TP53 IHC was performed on formalin-fixed and paraffin-embedded (FFPE) tissue sections of 4 um thickness. The majority of staining was performed at the Department of Pathology and Laboratory Medicine, University of Calgary, Canada, including 80/113 (70.8%) cases from the initial GAMuT cohort, all quality control full sections, and all TMAs from the OTTA cohort. Cases were stained using a previously published protocol (9). After 30 minutes of heat-induced pre-treatment using the high pH retrieval buffer, the DAKO Omnis protocol H30-10M-30 with the ready-to-use clone DO-7 (catalog # GA61661-2; DAKO) was utilized. From the remaining initial cohort, 24/113 cases were stained using full sections at the Department of Pathology, Peter MacCallum Cancer Centre, Australia, and 5 cases in TMAs were stained at the originating center, also using clone DO-7. For 4 cases, tissue was not available for analysis and therefore, the TP53 IHC status was retrieved from pathology reports issued for these cases.
Interpretation was initially performed according to established criteria for ovarian and endometrial carcinomas (15). IHC and sequencing results were independently interpreted with evaluators of either component blinded to the other result. Abnormal (also variably referred to as mutation-type or aberrant) TP53 staining showed one of 3 patterns: overexpression (OE) with virtually all viable tumor cell nuclei showing strong nuclear staining; complete absence (CA; also referred to as “null pattern”) with no nuclear staining of tumor cells but with normal control staining in non-tumor stromal or immune cells providing an internal control; and cytoplasmic (CY) with unequivocal cytoplasmic staining and variable nuclear staining. By contrast, tumors with normal (also referred to as wild-type pattern) staining showed nuclear expression of variable intensity and cellular distribution. If no staining was seen in any cells (CA in tumor cells and no internal control), the sample was excluded from the study.

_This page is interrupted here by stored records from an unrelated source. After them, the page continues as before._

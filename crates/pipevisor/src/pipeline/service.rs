//! Pipeline backed by the engine running as a child process.

use async_trait::async_trait;
use pipevisor_service::{
    CommandSpec, ReadinessPolicy, ServiceSupervisor, SupervisorConfig, SupervisorError,
    SynchronizedSink,
};
use std::io::Stdout;
use std::sync::Arc;
use tokio::sync::watch;

use super::{Pipeline, PipelineFactory, Result};
use crate::settings::SettingsRegistry;

/// Settings consumed here and never forwarded to the engine.
const LOCAL_ONLY: &[&str] = &[
    "engine.command",
    "allow_superuser",
    "path.settings",
    "config.test_and_exit",
];

/// `--<key>=<value>` for every explicitly set setting the engine consumes.
///
/// Settings left at their defaults are not forwarded so the engine applies
/// its own defaults.
pub fn engine_args(settings: &SettingsRegistry) -> Vec<String> {
    settings
        .explicit()
        .filter(|s| !LOCAL_ONLY.contains(&s.key()))
        .map(|s| format!("--{}={}", s.key(), s.value()))
        .collect()
}

/// Runs the engine, waits for its monitoring API and relays its exit code.
pub struct ServicePipeline {
    supervisor: ServiceSupervisor,
    command: CommandSpec,
    api_enabled: bool,
    readiness: ReadinessPolicy,
    sink: Arc<SynchronizedSink<Stdout>>,
    shutdown: Option<watch::Receiver<bool>>,
}

impl ServicePipeline {
    pub fn from_settings(settings: &SettingsRegistry) -> Result<Self> {
        let ports = settings.get_range("api.http.port")?;
        let config = SupervisorConfig {
            name: "engine".to_string(),
            api_host: settings.get_string("api.http.host")?.to_string(),
            // The engine binds the first free port of the range.
            api_port: ports.low,
            settings_dir: Some(settings.get_path("path.settings")?.to_path_buf()),
            ..Default::default()
        };

        let command =
            CommandSpec::new(settings.get_path("engine.command")?).args(engine_args(settings));

        Ok(Self {
            supervisor: ServiceSupervisor::new(config)?,
            command,
            api_enabled: settings.get_bool("api.enabled")?,
            readiness: ReadinessPolicy::default(),
            sink: Arc::new(SynchronizedSink::stdout()),
            shutdown: None,
        })
    }

    /// Tear the engine down once `signal` turns true.
    pub fn with_shutdown_signal(mut self, signal: watch::Receiver<bool>) -> Self {
        self.shutdown = Some(signal);
        self
    }

    pub fn with_readiness_policy(mut self, policy: ReadinessPolicy) -> Self {
        self.readiness = policy;
        self
    }

    pub fn command(&self) -> &CommandSpec {
        &self.command
    }

    fn shutdown_requested(&self) -> bool {
        self.shutdown.as_ref().is_some_and(|rx| *rx.borrow())
    }

    /// Poll the monitoring API until it answers, the engine exits, or the
    /// budget runs out. Only an unexpected supervisor error is returned.
    async fn await_readiness(&mut self) -> Result<bool> {
        let name = self.supervisor.config().name.clone();
        let policy = self.readiness;

        for attempt in 1..=policy.attempts {
            if self.shutdown_requested() {
                return Ok(false);
            }
            let api = match self.supervisor.monitoring_api() {
                Ok(api) => api,
                Err(SupervisorError::Exited { exit_code, .. }) => {
                    log::error!("[{}] Exited during startup (code {:?})", name, exit_code);
                    return Ok(false);
                }
                Err(e) => return Err(e.into()),
            };
            if api.node_info().await.is_ok() {
                log::info!(
                    "[{}] Monitoring API responsive at {} after {} attempt(s)",
                    name,
                    api.base_url(),
                    attempt
                );
                return Ok(true);
            }
            if attempt < policy.attempts {
                tokio::time::sleep(policy.interval).await;
            }
        }

        log::warn!(
            "[{}] Monitoring API did not respond after {} attempts",
            name,
            policy.attempts
        );
        Ok(false)
    }
}

async fn wait_for_shutdown(signal: &mut Option<watch::Receiver<bool>>) {
    if let Some(rx) = signal {
        let closed = rx.wait_for(|requested| *requested).await.is_err();
        if !closed {
            return;
        }
    }
    std::future::pending::<()>().await
}

#[async_trait]
impl Pipeline for ServicePipeline {
    async fn execute(&mut self) -> Result<i32> {
        let name = self.supervisor.config().name.clone();
        self.supervisor
            .spawn(self.command.clone(), Arc::clone(&self.sink))?;

        if self.api_enabled {
            self.await_readiness().await?;
        }

        let code = tokio::select! {
            status = self.supervisor.wait_for_exit() => status?.unwrap_or(1),
            _ = wait_for_shutdown(&mut self.shutdown) => {
                log::info!("[{}] Shutdown requested, stopping engine", name);
                self.supervisor.teardown().await?;
                0
            }
        };
        Ok(code)
    }

    async fn shutdown(&mut self) -> Result<()> {
        self.supervisor.teardown().await?;
        Ok(())
    }
}

/// Creates [`ServicePipeline`]s that share one shutdown signal.
#[derive(Clone, Default)]
pub struct ServicePipelineFactory {
    shutdown: Option<watch::Receiver<bool>>,
}

impl ServicePipelineFactory {
    pub fn new() -> Self {
        Self::default()
    }

    pub fn with_shutdown_signal(mut self, signal: watch::Receiver<bool>) -> Self {
        self.shutdown = Some(signal);
        self
    }
}

impl PipelineFactory for ServicePipelineFactory {
    fn create(&self, settings: &SettingsRegistry) -> Result<Box<dyn Pipeline>> {
        let mut pipeline = ServicePipeline::from_settings(settings)?;
        if let Some(signal) = &self.shutdown {
            pipeline = pipeline.with_shutdown_signal(signal.clone());
        }
        Ok(Box::new(pipeline))
    }
}

#[cfg(test)]
mod tests {
    use super::*;
    use crate::settings::SettingValue;
    use std::time::Duration;

    #[test]
    fn only_explicit_engine_settings_are_forwarded() {
        let mut settings = SettingsRegistry::new();
        settings
            .set("pipeline.workers", SettingValue::Int(3))
            .unwrap();
        settings
            .set("config.string", SettingValue::String("input { } output { }".into()))
            .unwrap();
        settings
            .set("allow_superuser", SettingValue::Bool(true))
            .unwrap();
        settings
            .set("engine.command", SettingValue::Path("/opt/engine".into()))
            .unwrap();

        assert_eq!(
            engine_args(&settings),
            vec![
                "--config.string=input { } output { }".to_string(),
                "--pipeline.workers=3".to_string(),
            ]
        );
    }

    #[test]
    fn defaults_forward_nothing() {
        assert!(engine_args(&SettingsRegistry::new()).is_empty());
    }

    #[test]
    fn command_uses_engine_setting() {
        let mut settings = SettingsRegistry::new();
        settings
            .set("engine.command", SettingValue::Path("/opt/engine/bin/run".into()))
            .unwrap();
        settings
            .set("pipeline.batch.size", SettingValue::Int(10))
            .unwrap();

        let pipeline = ServicePipeline::from_settings(&settings).unwrap();
        assert_eq!(
            pipeline.command().program,
            std::path::PathBuf::from("/opt/engine/bin/run")
        );
        assert_eq!(pipeline.command().args, vec!["--pipeline.batch.size=10"]);
    }

    #[cfg(unix)]
    mod process {
        use super::*;
        use std::os::unix::fs::PermissionsExt;
        use std::path::{Path, PathBuf};

        fn write_engine(dir: &Path, body: &str) -> PathBuf {
            let path = dir.join("engine.sh");
            std::fs::write(&path, format!("#!/bin/sh\n{body}\n")).unwrap();
            std::fs::set_permissions(&path, std::fs::Permissions::from_mode(0o755)).unwrap();
            path
        }

        fn settings_for(engine: PathBuf, api_enabled: bool) -> SettingsRegistry {
            let mut settings = SettingsRegistry::new();
            settings
                .set("engine.command", SettingValue::Path(engine))
                .unwrap();
            settings
                .set("api.enabled", SettingValue::Bool(api_enabled))
                .unwrap();
            settings
        }

        #[tokio::test]
        async fn relays_engine_exit_code() {
            let dir = tempfile::tempdir().unwrap();
            let engine = write_engine(dir.path(), "exit 3");

            let mut pipeline = ServicePipeline::from_settings(&settings_for(engine, false)).unwrap();
            assert_eq!(pipeline.execute().await.unwrap(), 3);
            pipeline.shutdown().await.unwrap();
        }

        #[tokio::test]
        async fn engine_dying_during_startup_is_not_awaited_for_the_full_budget() {
            let dir = tempfile::tempdir().unwrap();
            let engine = write_engine(dir.path(), "exit 5");

            let mut pipeline = ServicePipeline::from_settings(&settings_for(engine, true))
                .unwrap()
                .with_readiness_policy(ReadinessPolicy::new(50, Duration::from_millis(100)));

            let started = std::time::Instant::now();
            assert_eq!(pipeline.execute().await.unwrap(), 5);
            assert!(started.elapsed() < Duration::from_secs(4));
        }

        #[tokio::test]
        async fn shutdown_signal_stops_engine() {
            let dir = tempfile::tempdir().unwrap();
            let engine = write_engine(dir.path(), "exec sleep 30");
            let (tx, rx) = watch::channel(false);

            let mut pipeline = ServicePipeline::from_settings(&settings_for(engine, false))
                .unwrap()
                .with_shutdown_signal(rx);

            let stopper = tokio::spawn(async move {
                tokio::time::sleep(Duration::from_millis(200)).await;
                tx.send(true).unwrap();
                tx
            });

            assert_eq!(pipeline.execute().await.unwrap(), 0);
            pipeline.shutdown().await.unwrap();
            drop(stopper.await.unwrap());
        }
    }
}
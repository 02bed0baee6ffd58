//! Command line parsing for the runner.
//!
//! The clap command is built from the settings catalogue, so every declared
//! setting is reachable as `--<key>` plus its short and long aliases. Parsing
//! is pure: it performs no logging and its only I/O is checking that plugin
//! directories exist.

use clap::error::{ContextKind, ContextValue, ErrorKind};
use clap::parser::ValueSource;
use clap::{Arg, ArgAction, ArgMatches, Command};
use std::path::PathBuf;

use crate::settings::{
    definitions, split_path_list, SettingDef, SettingType, SettingValue, SettingsError,
};

/// Malformed or conflicting command line input
#[derive(Debug, thiserror::Error)]
pub enum UsageError {
    #[error("Unrecognised option '{0}'")]
    UnknownFlag(String),

    #[error("Unexpected argument '{0}'")]
    UnexpectedArgument(String),

    #[error("Option '{0}' requires a value")]
    MissingValue(String),

    #[error("Invalid value for '{flag}': {source}")]
    InvalidValue {
        flag: String,
        #[source]
        source: SettingsError,
    },

    #[error("Option '{flag}' expects a directory, but '{}' is not one", path.display())]
    NotADirectory { flag: String, path: PathBuf },

    #[error("Options '{first}' and '{second}' cannot be used together: {reason}")]
    Conflict {
        first: &'static str,
        second: &'static str,
        reason: &'static str,
    },

    #[error("{0}")]
    Rejected(String),
}

pub type Result<T> = std::result::Result<T, UsageError>;

/// Flags that short-circuit a normal run
#[derive(Debug, Clone, Copy, PartialEq, Eq)]
pub enum Modal {
    Help,
    Version,
}

/// Result of parsing one argument vector
#[derive(Debug, Clone, Default, PartialEq)]
pub struct ParsedArgs {
    /// Explicit values in command line order
    pub values: Vec<(&'static str, SettingValue)>,
    pub modal: Option<Modal>,
    /// One notice per deprecated alias used
    pub deprecations: Vec<String>,
}

impl ParsedArgs {
    /// Last value given for `key`, if any.
    pub fn value(&self, key: &str) -> Option<&SettingValue> {
        self.values
            .iter()
            .rev()
            .find(|(k, _)| *k == key)
            .map(|(_, v)| v)
    }
}

/// Deprecated aliases for `log.level`: (long flag, level)
const DEPRECATED_LOG_FLAGS: &[(&str, &str)] = &[
    ("quiet", "error"),
    ("debug", "debug"),
    ("verbose", "info"),
];

const HELP_FLAGS: &[&str] = &["-h", "--help"];
const VERSION_ID: &str = "version";

fn setting_arg(def: &'static SettingDef) -> Arg {
    let mut arg = Arg::new(def.key)
        .long(def.key)
        .help(def.description)
        .value_name(def.ty.as_str());

    if let Some(short) = def.short_flag() {
        arg = arg.short(short);
    }
    for alias in def.long_aliases() {
        arg = arg.visible_alias(alias);
    }

    match def.ty {
        SettingType::Bool => arg
            .action(ArgAction::Set)
            .num_args(0..=1)
            .require_equals(true)
            .default_missing_value("true"),
        SettingType::PathList => arg.action(ArgAction::Append),
        SettingType::Int | SettingType::Range => {
            arg.action(ArgAction::Set).allow_negative_numbers(true)
        }
        SettingType::String | SettingType::Path => arg.action(ArgAction::Set),
    }
}

/// The runner's clap command.
pub fn command() -> Command {
    let mut cmd = Command::new("pipevisor")
        .about("Run and supervise a data processing pipeline")
        .no_binary_name(true)
        .disable_help_flag(true)
        .disable_version_flag(true)
        .args_override_self(true)
        .args(definitions().iter().map(setting_arg));

    for (long, level) in DEPRECATED_LOG_FLAGS {
        cmd = cmd.arg(
            Arg::new(*long)
                .long(*long)
                .action(ArgAction::SetTrue)
                .help(format!("deprecated, same as --log.level={level}")),
        );
    }

    cmd.arg(
        Arg::new(VERSION_ID)
            .short('V')
            .long("version")
            .action(ArgAction::SetTrue)
            .help("print version and exit"),
    )
    .arg(
        Arg::new("help")
            .short('h')
            .long("help")
            .action(ArgAction::SetTrue)
            .help("print this help and exit"),
    )
}

/// Parse runner arguments (without the program name).
pub fn parse_args<S: AsRef<str>>(args: &[S]) -> Result<ParsedArgs> {
    let args: Vec<&str> = args.iter().map(|a| a.as_ref()).collect();

    // Help wins even over otherwise malformed input.
    if args.iter().any(|a| HELP_FLAGS.contains(a)) {
        return Ok(ParsedArgs {
            modal: Some(Modal::Help),
            ..Default::default()
        });
    }

    let matches = command()
        .try_get_matches_from(args.iter().copied())
        .map_err(usage_error)?;

    let mut parsed = ParsedArgs::default();
    if matches.get_flag(VERSION_ID) {
        parsed.modal = Some(Modal::Version);
    }

    let mut ordered: Vec<(usize, &'static str, SettingValue)> = Vec::new();

    for def in definitions() {
        if matches.value_source(def.key) != Some(ValueSource::CommandLine) {
            continue;
        }
        let index = matches.index_of(def.key).unwrap_or(0);
        let value = match def.ty {
            SettingType::PathList => plugin_paths(def, &matches)?,
            _ => {
                let Some(raw) = matches.get_one::<String>(def.key) else {
                    continue;
                };
                def.coerce(raw).map_err(|source| UsageError::InvalidValue {
                    flag: format!("--{}", def.key),
                    source,
                })?
            }
        };
        ordered.push((index, def.key, value));
    }

    for (long, level) in DEPRECATED_LOG_FLAGS {
        if !matches.get_flag(long) {
            continue;
        }
        parsed
            .deprecations
            .push(format!("--{long} is deprecated, use --log.level={level} instead"));
        let index = matches.index_of(*long).unwrap_or(0);
        ordered.push((index, "log.level", SettingValue::String(level.to_string())));
    }

    ordered.sort_by_key(|(index, _, _)| *index);
    parsed.values = ordered
        .into_iter()
        .map(|(_, key, value)| (key, value))
        .collect();

    check_reload_conflict(
        matches!(
            parsed.value("config.reload.automatic"),
            Some(SettingValue::Bool(true))
        ),
        match parsed.value("config.string") {
            Some(SettingValue::String(s)) => s,
            _ => "",
        },
    )?;
    Ok(parsed)
}

/// Every occurrence accumulates; one bad entry registers none.
fn plugin_paths(def: &SettingDef, matches: &ArgMatches) -> Result<SettingValue> {
    let paths: Vec<PathBuf> = matches
        .get_many::<String>(def.key)
        .into_iter()
        .flatten()
        .flat_map(|raw| split_path_list(raw))
        .collect();

    if let Some(bad) = paths.iter().find(|p| !p.is_dir()) {
        return Err(UsageError::NotADirectory {
            flag: format!("--{}", def.key),
            path: bad.clone(),
        });
    }
    Ok(SettingValue::PathList(paths))
}

/// Automatic reload needs a file to watch, so it cannot be combined with an
/// inline configuration string.
pub fn check_reload_conflict(reload: bool, inline_config: &str) -> Result<()> {
    if reload && !inline_config.is_empty() {
        return Err(UsageError::Conflict {
            first: "-r",
            second: "-e",
            reason: "automatic reload requires a file-backed configuration",
        });
    }
    Ok(())
}

fn looks_like_flag(arg: &str) -> bool {
    arg.len() > 1 && arg.starts_with('-') && arg.parse::<f64>().is_err()
}

fn usage_error(err: clap::Error) -> UsageError {
    let context = |kind| match err.get(kind) {
        Some(ContextValue::String(s)) => Some(s.clone()),
        _ => None,
    };

    match (err.kind(), context(ContextKind::InvalidArg)) {
        (ErrorKind::UnknownArgument, Some(arg)) if looks_like_flag(&arg) => {
            UsageError::UnknownFlag(arg)
        }
        (ErrorKind::UnknownArgument, Some(arg)) => UsageError::UnexpectedArgument(arg),
        (ErrorKind::InvalidValue, Some(arg))
            if context(ContextKind::InvalidValue).is_some_and(|v| v.is_empty()) =>
        {
            UsageError::MissingValue(arg)
        }
        _ => {
            let rendered = err.render().to_string();
            let first = rendered.lines().next().unwrap_or_default();
            UsageError::Rejected(first.trim_start_matches("error: ").to_string())
        }
    }
}

/// Help text listing every flag.
pub fn help_text(program: &str) -> String {
    command()
        .bin_name(program.to_string())
        .render_help()
        .to_string()
}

Based on the observation of intratumoral heterogeneity (subclonal abnormal patterns) and terminal differentiation in ovarian mucinous tumors, the criteria were refined. In cases demonstrating OE, the percentage area of tumor cells exhibiting contiguous strong nuclear staining was estimated to the nearest 5%, and the average percentage of OE across all scorable TMA cores from each case was calculated. Following review of discrepant cases regarding the TP53 status by established IHC criteria, we modified the threshold for OE: strong nuclear staining in contiguous areas of at least 5% of the tumor qualified as abnormal OE. Criteria for scoring other staining patterns (WT, CA, CY) remained unchanged. Two observers (MK, EK) independently scored TP53 IHC on 144 cases from the OTTA cohort using the refined criteria and agreement was assessed to evaluate interobserver reproducibility. A consensus was reached for discordant cases. During this we noted that the minimal threshold of 5% translated into ≥12 consecutive cells with strong nuclear staining. In the fallopian tube and the endometrium, a TP53 signature requiring at least 12 consecutive cells with abnormal-pattern TP53 staining has been shown to accurately predict TP53 mutations (16). Hence, ≥12 consecutive cells with strong nuclear staining was applied as an alternative threshold for minimal abnormal OE.